Well that was unexpected! Sci-Fi classic featuring a inter species galactic war written by a Vietnam vet. So, bloody, brutal, and a comment on the futility of war and the false promise of peace? Well, yeah, kind of, but so much more! So very inventive, so much sex, so very funny!
This starts off with some standard tropes, enforced enlistment, harsh bootcamp and training ran by tough COs, fear of the unknown and first battle.
But from the point of first 'battle' and through the ingenious time jumps caused by the stargates we get steadily, then dramatically weirder. Not your normal space war story. In fact the story is rarely about the aliens or the battles - though the ones we get are exciting and original. It is much more about the people returning home to a place that no longer fits the meaning of the word.
Home no longer fits both because the soldiers and world change, I'm sure this is a direct reference to his own experience of retuning home to a changed America. But then it really gets stepped up. We see family drift away, then a few billion here an there in wars and famines, later entire sexualities fall by the wayside. The only thing that makes sense to our protagonists are their comrades and the damn army that got them into it in the first place.
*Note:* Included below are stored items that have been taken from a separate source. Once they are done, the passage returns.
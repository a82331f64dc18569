//! Single quote update channel merging the push feed with a poll backstop.

use futures::StreamExt;
use quoteboard_fetch::{FetchError, PushSource, QuoteSource, QuoteStream};
use quoteboard_types::{Quote, QuoteSnapshot, SnapshotSource};
use std::sync::Arc;
use std::time::Duration;
use tokio::sync::mpsc;
use tokio::time::{Instant, sleep_until};
use tracing::{debug, info, warn};

/// Default time between backstop polls.
pub const DEFAULT_POLL_INTERVAL: Duration = Duration::from_secs(5);

/// Default push silence after which polling starts.
pub const DEFAULT_PUSH_TIMEOUT: Duration = Duration::from_secs(10);

/// Default delay before reconnecting a dropped push feed.
pub const DEFAULT_RECONNECT_DELAY: Duration = Duration::from_secs(2);

/// Timing for the update channel.
#[derive(Debug, Clone, Copy, PartialEq, Eq)]
pub struct ChannelConfig {
    /// Time between backstop polls while the push feed is silent.
    pub poll_interval: Duration,
    /// Push silence after which polling starts.
    pub push_timeout: Duration,
    /// Delay before retrying a failed or closed push connection.
    pub reconnect_delay: Duration,
}

impl Default for ChannelConfig {
    fn default() -> Self {
        Self {
            poll_interval: DEFAULT_POLL_INTERVAL,
            push_timeout: DEFAULT_PUSH_TIMEOUT,
            reconnect_delay: DEFAULT_RECONNECT_DELAY,
        }
    }
}

impl ChannelConfig {
    /// Sets the poll interval.
    #[must_use]
    pub const fn with_poll_interval(mut self, interval: Duration) -> Self {
        self.poll_interval = interval;
        self
    }

    /// Sets the push silence timeout.
    #[must_use]
    pub const fn with_push_timeout(mut self, timeout: Duration) -> Self {
        self.push_timeout = timeout;
        self
    }

    /// Sets the reconnect delay.
    #[must_use]
    pub const fn with_reconnect_delay(mut self, delay: Duration) -> Self {
        self.reconnect_delay = delay;
        self
    }
}

/// Produces the dashboard's stream of quote snapshots.
///
/// The push feed is the primary path. One poll runs at startup; after that
/// the poll source is consulted only when the feed has been silent for longer
/// than [`ChannelConfig::push_timeout`], and then every
/// [`ChannelConfig::poll_interval`] until a push frame arrives again. Every
/// emitted snapshot carries a strictly increasing sequence number.
pub struct UpdateChannel {
    poll: Arc<dyn QuoteSource>,
    push: Option<Arc<dyn PushSource>>,
    config: ChannelConfig,
}

impl std::fmt::Debug for UpdateChannel {
    fn fmt(&self, f: &mut std::fmt::Formatter<'_>) -> std::fmt::Result {
        f.debug_struct("UpdateChannel")
            .field("push", &self.push.is_some())
            .field("config", &self.config)
            .finish_non_exhaustive()
    }
}

impl UpdateChannel {
    /// Creates a channel that only polls.
    #[must_use]
    pub fn polling(poll: Arc<dyn QuoteSource>) -> Self {
        Self {
            poll,
            push: None,
            config: ChannelConfig::default(),
        }
    }

    /// Adds a push feed as the primary source.
    #[must_use]
    pub fn with_push(mut self, push: Arc<dyn PushSource>) -> Self {
        self.push = Some(push);
        self
    }

    /// Sets the channel timing.
    #[must_use]
    pub const fn with_config(mut self, config: ChannelConfig) -> Self {
        self.config = config;
        self
    }

    /// Returns the channel timing.
    #[must_use]
    pub const fn config(&self) -> &ChannelConfig {
        &self.config
    }

    /// Starts the channel on the current runtime.
    ///
    /// The task ends once the returned receiver is dropped.
    #[must_use]
    pub fn spawn(self, buffer: usize) -> mpsc::Receiver<QuoteSnapshot> {
        let (tx, rx) = mpsc::channel(buffer.max(1));
        tokio::spawn(self.run(tx));
        rx
    }

    /// Runs until `tx` is closed.
    pub async fn run(self, tx: mpsc::Sender<QuoteSnapshot>) {
        let start = Instant::now();
        let mut sequence: u64 = 0;
        let mut stream: Option<QuoteStream> = None;
        let mut last_push = start;
        let mut last_poll: Option<Instant> = None;
        let mut reconnect_at = start;

        loop {
            let poll_at = self.next_poll(last_push, last_poll);

            tokio::select! {
                () = tx.closed() => {
                    debug!("update channel receiver dropped");
                    return;
                }
                frame = next_frame(&mut stream), if stream.is_some() => match frame {
                    Some(Ok(quotes)) => {
                        last_push = Instant::now();
                        sequence += 1;
                        if !emit(&tx, quotes, SnapshotSource::Push, sequence).await {
                            return;
                        }
                    }
                    Some(Err(e)) => {
                        warn!(error = %e, "quote feed failed");
                        stream = None;
                        reconnect_at = Instant::now() + self.config.reconnect_delay;
                    }
                    None => {
                        info!("quote feed closed");
                        stream = None;
                        reconnect_at = Instant::now() + self.config.reconnect_delay;
                    }
                },
                () = sleep_until(reconnect_at), if stream.is_none() && self.push.is_some() => {
                    if let Some(push) = &self.push {
                        match push.subscribe().await {
                            Ok(s) => stream = Some(s),
                            Err(e) => {
                                debug!(error = %e, "quote feed unavailable");
                                reconnect_at = Instant::now() + self.config.reconnect_delay;
                            }
                        }
                    }
                }
                () = sleep_until(poll_at) => {
                    last_poll = Some(Instant::now());
                    sequence += 1;
                    let issued = sequence;
                    match self.poll.quotes().await {
                        Ok(quotes) => {
                            if !emit(&tx, quotes, SnapshotSource::Poll, issued).await {
                                return;
                            }
                        }
                        Err(e) => warn!(error = %e, "quote poll failed"),
                    }
                }
            }
        }
    }

    /// Returns when the next backstop poll is due.
    fn next_poll(&self, last_push: Instant, last_poll: Option<Instant>) -> Instant {
        let Some(last_poll) = last_poll else {
            return Instant::now();
        };
        let by_interval = last_poll + self.config.poll_interval;
        if self.push.is_none() {
            return by_interval;
        }
        by_interval.max(last_push + self.config.push_timeout)
    }
}

async fn next_frame(stream: &mut Option<QuoteStream>) -> Option<Result<Vec<Quote>, FetchError>> {
    match stream {
        Some(s) => s.next().await,
        None => futures::future::pending().await,
    }
}

/// Sends one snapshot; returns false once the receiver is gone.
async fn emit(
    tx: &mpsc::Sender<QuoteSnapshot>,
    quotes: Vec<Quote>,
    source: SnapshotSource,
    sequence: u64,
) -> bool {
    debug!(%source, sequence, count = quotes.len(), "quote snapshot");
    let snapshot = QuoteSnapshot::new(quotes, source).with_sequence(sequence);
    tx.send(snapshot).await.is_ok()
}
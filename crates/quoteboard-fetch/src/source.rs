//! Data-source traits the dashboard is driven through.

use async_trait::async_trait;
use quoteboard_types::{Lookback, Quote, Series, Symbol};

use crate::{ApiClient, FetchError, QuoteFeed, QuoteStream};

/// Something that can produce a full quote snapshot on demand.
#[async_trait]
pub trait QuoteSource: Send + Sync {
    /// Fetches the complete current quote list.
    async fn quotes(&self) -> Result<Vec<Quote>, FetchError>;
}

/// Something that can produce a symbol's daily history.
#[async_trait]
pub trait HistorySource: Send + Sync {
    /// Fetches the full history for `symbol` over `lookback`.
    async fn history(&self, symbol: &Symbol, lookback: Lookback) -> Result<Series, FetchError>;
}

/// Something that can open a stream of pushed quote snapshots.
#[async_trait]
pub trait PushSource: Send + Sync {
    /// Opens a new subscription. Each call starts a fresh connection.
    async fn subscribe(&self) -> Result<QuoteStream, FetchError>;
}

#[async_trait]
impl QuoteSource for ApiClient {
    async fn quotes(&self) -> Result<Vec<Quote>, FetchError> {
        Self::quotes(self).await
    }
}

#[async_trait]
impl HistorySource for ApiClient {
    async fn history(&self, symbol: &Symbol, lookback: Lookback) -> Result<Series, FetchError> {
        Self::history(self, symbol, lookback).await
    }
}

#[async_trait]
impl PushSource for QuoteFeed {
    async fn subscribe(&self) -> Result<QuoteStream, FetchError> {
        Self::subscribe(self).await
    }
}
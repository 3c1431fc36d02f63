//! Utility functions for log paths, ANSI stripping, and time formatting.
use std::fs;
use std::path::PathBuf;

/// Strip ANSI escape sequences from a string.
///
/// Handles SGR sequences (ending in `m`) and other CSI sequences (ending
/// in any letter in the `@`..`~` range), so cursor movement, erase, etc.
/// are also stripped without consuming unrelated text.
pub(super) fn strip_ansi(s: &str) -> String {
    let mut out = String::with_capacity(s.len());
    let mut chars = s.chars();
    while let Some(c) = chars.next() {
        if c == '\x1b' {
            if let Some(next) = chars.next()
                && next == '['
            {
                for inner in chars.by_ref() {
                    if ('@'..='~').contains(&inner) {
                        break;
                    }
                }
            }
        } else {
            out.push(c);
        }
    }
    out
}

/// Return the `$XDG_CACHE_HOME/dotty/` directory, creating it if needed.
pub(super) fn dotty_cache_dir() -> Option<PathBuf> {
    let cache_dir = std::env::var("XDG_CACHE_HOME").map_or_else(
        |_| {
            std::env::var("HOME")
                .or_else(|_| std::env::var("USERPROFILE"))
                .map_or_else(|_| PathBuf::from("."), PathBuf::from)
                .join(".cache")
        },
        PathBuf::from,
    );
    let dir = cache_dir.join("dotty");
    fs::create_dir_all(&dir).ok()?;
    Some(dir)
}

/// Return the log file path under `$XDG_CACHE_HOME/dotty/` (or `~/.cache/dotty/`).
pub(super) fn log_file_path(command: &str) -> Option<PathBuf> {
    Some(dotty_cache_dir()?.join(format!("{command}.log")))
}

/// Format the current UTC time as `YYYY-MM-DD HH:MM:SS`.
pub(super) fn format_utc_datetime() -> String {
    chrono::Utc::now().format("%Y-%m-%d %H:%M:%S").to_string()
}

/// Format the current UTC time as `HH:MM:SS`.
pub(super) fn format_utc_time() -> String {
    chrono::Utc::now().format("%H:%M:%S").to_string()
}
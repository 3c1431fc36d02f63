//! Manifest-driven dotfile backup engine.
//!
//! Copies a user-declared set of dotfiles into a single backup directory,
//! driven by a small JSON manifest at `~/.config/dotty/config.json`:
//!
//! ```json
//! { "dotfiles": ["~/.bashrc", "~/.vimrc"], "destination-path": "~/backup" }
//! ```
//!
//! The public API is organised into four layers:
//!
//! - **[`paths`]** — home-folder expansion, lexical cleaning, existence probes
//! - **[`manifest`]** — load the manifest and append entries to it in place
//! - **[`copy`]** — the dotfile-name predicate and the single-file copy primitive
//! - **[`commands`]** — top-level subcommand orchestration (`backup`, `add`)
#![deny(clippy::or_fun_call)]
#![deny(clippy::bool_to_int_with_if)]

pub mod cli;
pub mod commands;
pub mod copy;
pub mod error;
pub mod logging;
pub mod manifest;
pub mod paths;
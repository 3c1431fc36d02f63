use anyhow::Result;
use clap::Parser;

use dotty::{cli, commands, logging};

fn main() -> Result<()> {
    let _ = enable_ansi_support::enable_ansi_support();
    let args = cli::Cli::parse();
    let command = match &args.command {
        Some(cli::Command::Add(_)) => "add",
        _ => "backup",
    };
    logging::init_subscriber(args.verbose, command);
    let log = logging::Logger::new(command);

    match args.command {
        Some(cli::Command::Add(opts)) => commands::add::run(&args.global, &opts, &log),
        Some(cli::Command::Backup(opts)) => commands::backup::run(&args.global, &opts, &log),
        // Bare `dotty` backs up, matching the original CLI's default action.
        None => commands::backup::run(&args.global, &cli::BackupOpts::default(), &log),
    }
}
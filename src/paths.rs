//! Path resolution: home-folder expansion, lexical cleaning, existence probes.
//!
//! Resolution is purely syntactic plus a single `stat` — no symlink
//! resolution and no filesystem mutation. The home directory is injected
//! through [`HomeDir`] rather than read from the environment at each call
//! site, so tests can resolve against a temp directory.

use std::fs;
use std::io;
use std::path::{Component, Path, PathBuf};

use crate::error::PathError;

/// The invoking user's home directory, detected once per run.
#[derive(Debug, Clone)]
pub struct HomeDir(PathBuf);

impl HomeDir {
    /// Detect the current user's home directory.
    ///
    /// # Errors
    ///
    /// Returns [`PathError::NoHome`] when the process environment has no
    /// resolvable home directory.
    pub fn detect() -> Result<Self, PathError> {
        dirs::home_dir().map(Self).ok_or(PathError::NoHome)
    }

    /// Build a `HomeDir` from a known path (tests, overrides).
    pub fn new(path: impl Into<PathBuf>) -> Self {
        Self(path.into())
    }

    /// The home directory path.
    #[must_use]
    pub fn path(&self) -> &Path {
        &self.0
    }
}

/// Expands and probes raw path strings against an injected [`HomeDir`].
#[derive(Debug, Clone, Copy)]
pub struct Resolver<'a> {
    home: &'a HomeDir,
}

impl<'a> Resolver<'a> {
    /// Create a resolver bound to `home`.
    #[must_use]
    pub const fn new(home: &'a HomeDir) -> Self {
        Self { home }
    }

    /// Substitute the home directory for a single leading `~`, then clean.
    ///
    /// Only the first, leading occurrence is substituted; any `~` later in
    /// the string is left untouched. A path without a leading `~` is only
    /// cleaned.
    #[must_use]
    pub fn expand(&self, raw: &str) -> PathBuf {
        let expanded = match raw.strip_prefix('~') {
            Some(rest) => {
                let mut s = self.home.path().as_os_str().to_os_string();
                s.push(rest);
                PathBuf::from(s)
            }
            None => PathBuf::from(raw),
        };
        clean(&expanded)
    }

    /// Expand `raw` and verify that the result exists on disk.
    ///
    /// # Errors
    ///
    /// Returns [`PathError::NotFound`] when the expanded path does not
    /// exist, or [`PathError::Io`] for any other probe failure.
    pub fn resolve(&self, raw: &str) -> Result<PathBuf, PathError> {
        let path = self.expand(raw);
        probe(&path)?;
        Ok(path)
    }
}

/// Lexically clean a path: collapse `.`, `..`, and redundant separators.
///
/// This is syntactic only — symlinks are not consulted, so `a/b/..` becomes
/// `a` even when `b` is a link elsewhere. Cleaning is idempotent.
#[must_use]
pub fn clean(path: &Path) -> PathBuf {
    let mut out = PathBuf::new();
    for component in path.components() {
        match component {
            Component::CurDir => {}
            Component::ParentDir => {
                let last_is_normal =
                    matches!(out.components().next_back(), Some(Component::Normal(_)));
                let last_is_root =
                    matches!(out.components().next_back(), Some(Component::RootDir));
                if last_is_normal {
                    // `..` after a normal component cancels it.
                    out.pop();
                } else if !last_is_root {
                    // Leading or stacked `..` in a relative path is kept;
                    // `/..` stays at the root.
                    out.push("..");
                }
            }
            other => out.push(other.as_os_str()),
        }
    }
    if out.as_os_str().is_empty() && !path.as_os_str().is_empty() {
        // `a/..` cleans to `.`; a genuinely empty input stays empty so the
        // existence probe rejects it instead of resolving to the cwd.
        out.push(".");
    }
    out
}

/// Probe `path` for existence (any file type, symlinks followed).
///
/// # Errors
///
/// Returns [`PathError::NotFound`] when the path does not exist, or
/// [`PathError::Io`] for any other `stat` failure.
pub fn probe(path: &Path) -> Result<(), PathError> {
    match fs::metadata(path) {
        Ok(_) => Ok(()),
        Err(e) if e.kind() == io::ErrorKind::NotFound => {
            Err(PathError::NotFound(path.to_path_buf()))
        }
        Err(e) => Err(PathError::Io {
            path: path.to_path_buf(),
            source: e,
        }),
    }
}
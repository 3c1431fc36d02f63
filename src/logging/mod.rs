//! Logging infrastructure for structured console and file output.

mod logger;
mod subscriber;
mod utils;

pub use logger::{EntryStatus, Logger};
pub use subscriber::init_subscriber;

/// Serializes `XDG_CACHE_HOME` manipulation across parallel test threads.
#[cfg(test)]
pub(crate) static TEST_ENV_MUTEX: std::sync::Mutex<()> = std::sync::Mutex::new(());

/// Create a Logger backed by an isolated per-thread tracing subscriber
/// with a [`FileLayer`](subscriber::FileLayer), so that tracing events
/// emitted by logger methods actually reach the log file during tests.
///
/// Returns a [`tracing::dispatcher::DefaultGuard`] that must be kept alive
/// for the duration of the test — dropping it restores the previous
/// thread-local dispatcher.
#[cfg(test)]
#[allow(clippy::expect_used)]
pub(crate) fn isolated_logger() -> (Logger, tempfile::TempDir, tracing::dispatcher::DefaultGuard) {
    use tracing_subscriber::{Layer as _, filter::LevelFilter, layer::SubscriberExt as _};
    let tmp = tempfile::tempdir().expect("failed to create temp dir");
    let env_lock = TEST_ENV_MUTEX
        .lock()
        .unwrap_or_else(std::sync::PoisonError::into_inner);
    let previous = std::env::var_os("XDG_CACHE_HOME");
    // SAFETY: Protected by TEST_ENV_MUTEX; restored before lock is released.
    #[allow(unsafe_code)]
    unsafe {
        std::env::set_var("XDG_CACHE_HOME", tmp.path());
    }
    let file_layer = subscriber::FileLayer::new("test").expect("failed to create file layer");
    let log = Logger::new("test");
    #[allow(unsafe_code)]
    unsafe {
        match previous {
            Some(value) => std::env::set_var("XDG_CACHE_HOME", value),
            None => std::env::remove_var("XDG_CACHE_HOME"),
        }
    }
    drop(env_lock);
    let subscriber =
        tracing_subscriber::registry().with(file_layer.with_filter(LevelFilter::DEBUG));
    let guard = tracing::dispatcher::set_default(&tracing::Dispatch::new(subscriber));
    (log, tmp, guard)
}
use clap::{Parser, Subcommand};

/// Top-level CLI entry point for the dotfile backup tool.
#[derive(Parser, Debug)]
#[command(
    name = "dotty",
    about = "Back up your dotfiles of choice into a folder",
    version
)]
pub struct Cli {
    /// Defaults to `backup` when no subcommand is given.
    #[command(subcommand)]
    pub command: Option<Command>,

    /// Enable verbose output
    #[arg(short, long, global = true)]
    pub verbose: bool,

    #[command(flatten)]
    pub global: GlobalOpts,
}

/// Options shared across all subcommands.
#[derive(Parser, Debug, Clone, Default)]
pub struct GlobalOpts {
    /// Override the manifest location (default: ~/.config/dotty/config.json)
    #[arg(long, global = true)]
    pub config: Option<String>,
}

/// Available subcommands.
#[derive(Subcommand, Debug)]
pub enum Command {
    /// Copy every tracked dotfile into the destination folder
    Backup(BackupOpts),
    /// Add a dotfile to the manifest
    Add(AddOpts),
}

/// Options for the `backup` subcommand.
#[derive(Parser, Debug, Clone, Default)]
pub struct BackupOpts {
    /// Record copy failures and continue instead of aborting the run
    #[arg(long)]
    pub keep_going: bool,
}

/// Options for the `add` subcommand.
#[derive(Parser, Debug, Clone)]
pub struct AddOpts {
    /// Path to add to the manifest (stored exactly as written)
    pub path: String,
}
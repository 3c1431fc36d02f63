//! The persisted manifest: tracked dotfile paths plus one destination.
//!
//! Loading decodes the document into the typed [`Manifest`] record. Appending
//! deliberately does **not** round-trip through that record, nor through the
//! JSON document model: a decode/encode would drop or re-render what it does
//! not understand (unknown fields, number spellings, whitespace). Instead the
//! append path locates the `dotfiles` array in the raw text and splices the
//! new element in, leaving every other byte of the document untouched.

use std::fs;
use std::path::Path;

use serde::Deserialize;

use crate::error::ManifestError;
use crate::paths::Resolver;

/// The manifest record: tracked source paths and the backup destination.
///
/// Entries keep their insertion order and may repeat — the store enforces no
/// uniqueness. Both fields default to empty so a structurally valid document
/// with none of the known keys loads as an empty manifest.
#[derive(Debug, Clone, Default, PartialEq, Eq, Deserialize)]
pub struct Manifest {
    /// Source paths to back up, possibly `~`-prefixed, in manifest order.
    #[serde(default, rename = "dotfiles")]
    pub entries: Vec<String>,

    /// Backup directory, possibly `~`-prefixed.
    #[serde(default, rename = "destination-path")]
    pub destination: String,
}

/// Load the manifest from `location` (a raw, possibly `~`-prefixed path).
///
/// The location is resolved (home expansion + existence check) before the
/// file is read.
///
/// # Errors
///
/// Returns [`ManifestError::Path`] when the location does not resolve,
/// [`ManifestError::Read`] when the file cannot be read, and
/// [`ManifestError::Malformed`] when the content is not valid JSON.
pub fn load(resolver: &Resolver<'_>, location: &str) -> Result<Manifest, ManifestError> {
    let path = resolver.resolve(location)?;
    let raw = read(&path)?;
    serde_json::from_str(&raw).map_err(|e| ManifestError::Malformed {
        path,
        message: e.to_string(),
    })
}

/// Append `entry` as the new last element of the manifest's `dotfiles` array.
///
/// The rest of the document — unknown fields, number spellings, whitespace —
/// is preserved byte for byte; only the array itself gains one element. The
/// `dotfiles` array is created before the closing brace when the key is
/// absent. `entry` is stored exactly as supplied, with no expansion or
/// canonicalization.
///
/// # Errors
///
/// Returns [`ManifestError::Path`] / [`ManifestError::Read`] when the
/// manifest cannot be located or read, [`ManifestError::Malformed`] when the
/// document is not a JSON object or `dotfiles` is not an array, and
/// [`ManifestError::Write`] when the updated content cannot be written back.
pub fn append_entry(
    resolver: &Resolver<'_>,
    location: &str,
    entry: &str,
) -> Result<(), ManifestError> {
    let path = resolver.resolve(location)?;
    let raw = read(&path)?;
    let updated = splice_entry(&raw, entry).map_err(|message| ManifestError::Malformed {
        path: path.clone(),
        message,
    })?;
    fs::write(&path, updated).map_err(|e| ManifestError::Write { path, source: e })
}

fn read(path: &Path) -> Result<String, ManifestError> {
    fs::read_to_string(path).map_err(|e| ManifestError::Read {
        path: path.to_path_buf(),
        source: e,
    })
}

/// Where the new element goes: inside an existing `dotfiles` array, or a
/// fresh array inserted before the object's closing brace.
enum SplicePoint {
    /// Byte offsets of the array's `[` and `]`.
    Array { open: usize, close: usize },
    /// Byte offset of the top-level object's `}`.
    ObjectEnd(usize),
}

fn splice_entry(raw: &str, entry: &str) -> Result<String, String> {
    // JSON-encode the element so quotes and backslashes in the entry survive.
    let element = serde_json::to_string(entry).map_err(|e| e.to_string())?;
    let mut out = String::with_capacity(raw.len() + element.len() + 16);
    match find_splice_point(raw)? {
        SplicePoint::Array { open, close } => {
            out.push_str(&raw[..close]);
            if !raw[open + 1..close].trim().is_empty() {
                out.push_str(", ");
            }
            out.push_str(&element);
            out.push_str(&raw[close..]);
        }
        SplicePoint::ObjectEnd(close) => {
            out.push_str(&raw[..close]);
            if !raw[..close].trim_end().ends_with('{') {
                out.push_str(", ");
            }
            out.push_str("\"dotfiles\": [");
            out.push_str(&element);
            out.push(']');
            out.push_str(&raw[close..]);
        }
    }
    Ok(out)
}

/// Scan the top-level object for the `dotfiles` key and return where to
/// splice. Only the outermost object is walked; nested values are skipped
/// whole, so a `dotfiles` key buried in some other field is never touched.
fn find_splice_point(raw: &str) -> Result<SplicePoint, String> {
    let bytes = raw.as_bytes();
    let mut i = skip_ws(bytes, 0);
    if bytes.get(i) != Some(&b'{') {
        return Err("top-level value is not an object".to_string());
    }
    i = skip_ws(bytes, i + 1);
    loop {
        match bytes.get(i) {
            Some(&b'}') => return Ok(SplicePoint::ObjectEnd(i)),
            Some(&b'"') => {}
            _ => return Err("expected object key".to_string()),
        }
        let (key_start, after_key) = scan_string(bytes, i)?;
        let is_dotfiles = &raw[key_start..after_key - 1] == "dotfiles";
        i = skip_ws(bytes, after_key);
        if bytes.get(i) != Some(&b':') {
            return Err("expected `:` after object key".to_string());
        }
        i = skip_ws(bytes, i + 1);
        if is_dotfiles {
            if bytes.get(i) != Some(&b'[') {
                return Err("field `dotfiles` is not an array".to_string());
            }
            let close = scan_to_matching(bytes, i)?;
            return Ok(SplicePoint::Array { open: i, close });
        }
        i = skip_value(bytes, i)?;
        i = skip_ws(bytes, i);
        match bytes.get(i) {
            Some(&b',') => i = skip_ws(bytes, i + 1),
            Some(&b'}') => return Ok(SplicePoint::ObjectEnd(i)),
            _ => return Err("expected `,` or `}` after object member".to_string()),
        }
    }
}

/// Scan a string starting at the opening quote `bytes[at]`. Returns the
/// offsets of the first content byte and of the byte after the closing quote.
fn scan_string(bytes: &[u8], at: usize) -> Result<(usize, usize), String> {
    let mut i = at + 1;
    while let Some(&b) = bytes.get(i) {
        match b {
            b'\\' => i += 2,
            b'"' => return Ok((at + 1, i + 1)),
            _ => i += 1,
        }
    }
    Err("unterminated string".to_string())
}

/// Given an opening `[` or `{` at `bytes[at]`, return the offset of the
/// matching closing bracket.
fn scan_to_matching(bytes: &[u8], at: usize) -> Result<usize, String> {
    let mut depth = 0usize;
    let mut i = at;
    while let Some(&b) = bytes.get(i) {
        match b {
            b'[' | b'{' => {
                depth += 1;
                i += 1;
            }
            b']' | b'}' => {
                depth -= 1;
                if depth == 0 {
                    return Ok(i);
                }
                i += 1;
            }
            b'"' => i = scan_string(bytes, i)?.1,
            _ => i += 1,
        }
    }
    Err("unbalanced brackets".to_string())
}

/// Skip a whole JSON value (string, container, or scalar) starting at
/// `bytes[at]`, returning the offset just past it.
fn skip_value(bytes: &[u8], at: usize) -> Result<usize, String> {
    match bytes.get(at) {
        Some(&b'"') => Ok(scan_string(bytes, at)?.1),
        Some(&b'[' | &b'{') => Ok(scan_to_matching(bytes, at)? + 1),
        Some(_) => {
            let mut i = at;
            while bytes
                .get(i)
                .is_some_and(|&b| !matches!(b, b',' | b'}' | b']') && !b.is_ascii_whitespace())
            {
                i += 1;
            }
            if i == at {
                return Err("expected a value".to_string());
            }
            Ok(i)
        }
        None => Err("unexpected end of document".to_string()),
    }
}

fn skip_ws(bytes: &[u8], mut i: usize) -> usize {
    while bytes.get(i).is_some_and(u8::is_ascii_whitespace) {
        i += 1;
    }
    i
}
For a book from the 70s its prescience on subjects like gender neutral pronouns, the utility of soya, and digital currency is remarkable. The tech and weapons are fantastic too. Again not what you expect from the opening sections. The panning of army logic is unceasing.
By way of light criticism the general arc is kind of guessable (even if you won't be sure why), and for a reader today the years listed are a little jarring - humanity seem to be comfortable in outer space by the 1990s and our hero gets back from a lengthy trip before today. Maybe that just shows our lack of expected promise!
But all massively outweighed by the smart snappy writing, outrageous humor, and touching humanity of a true classic.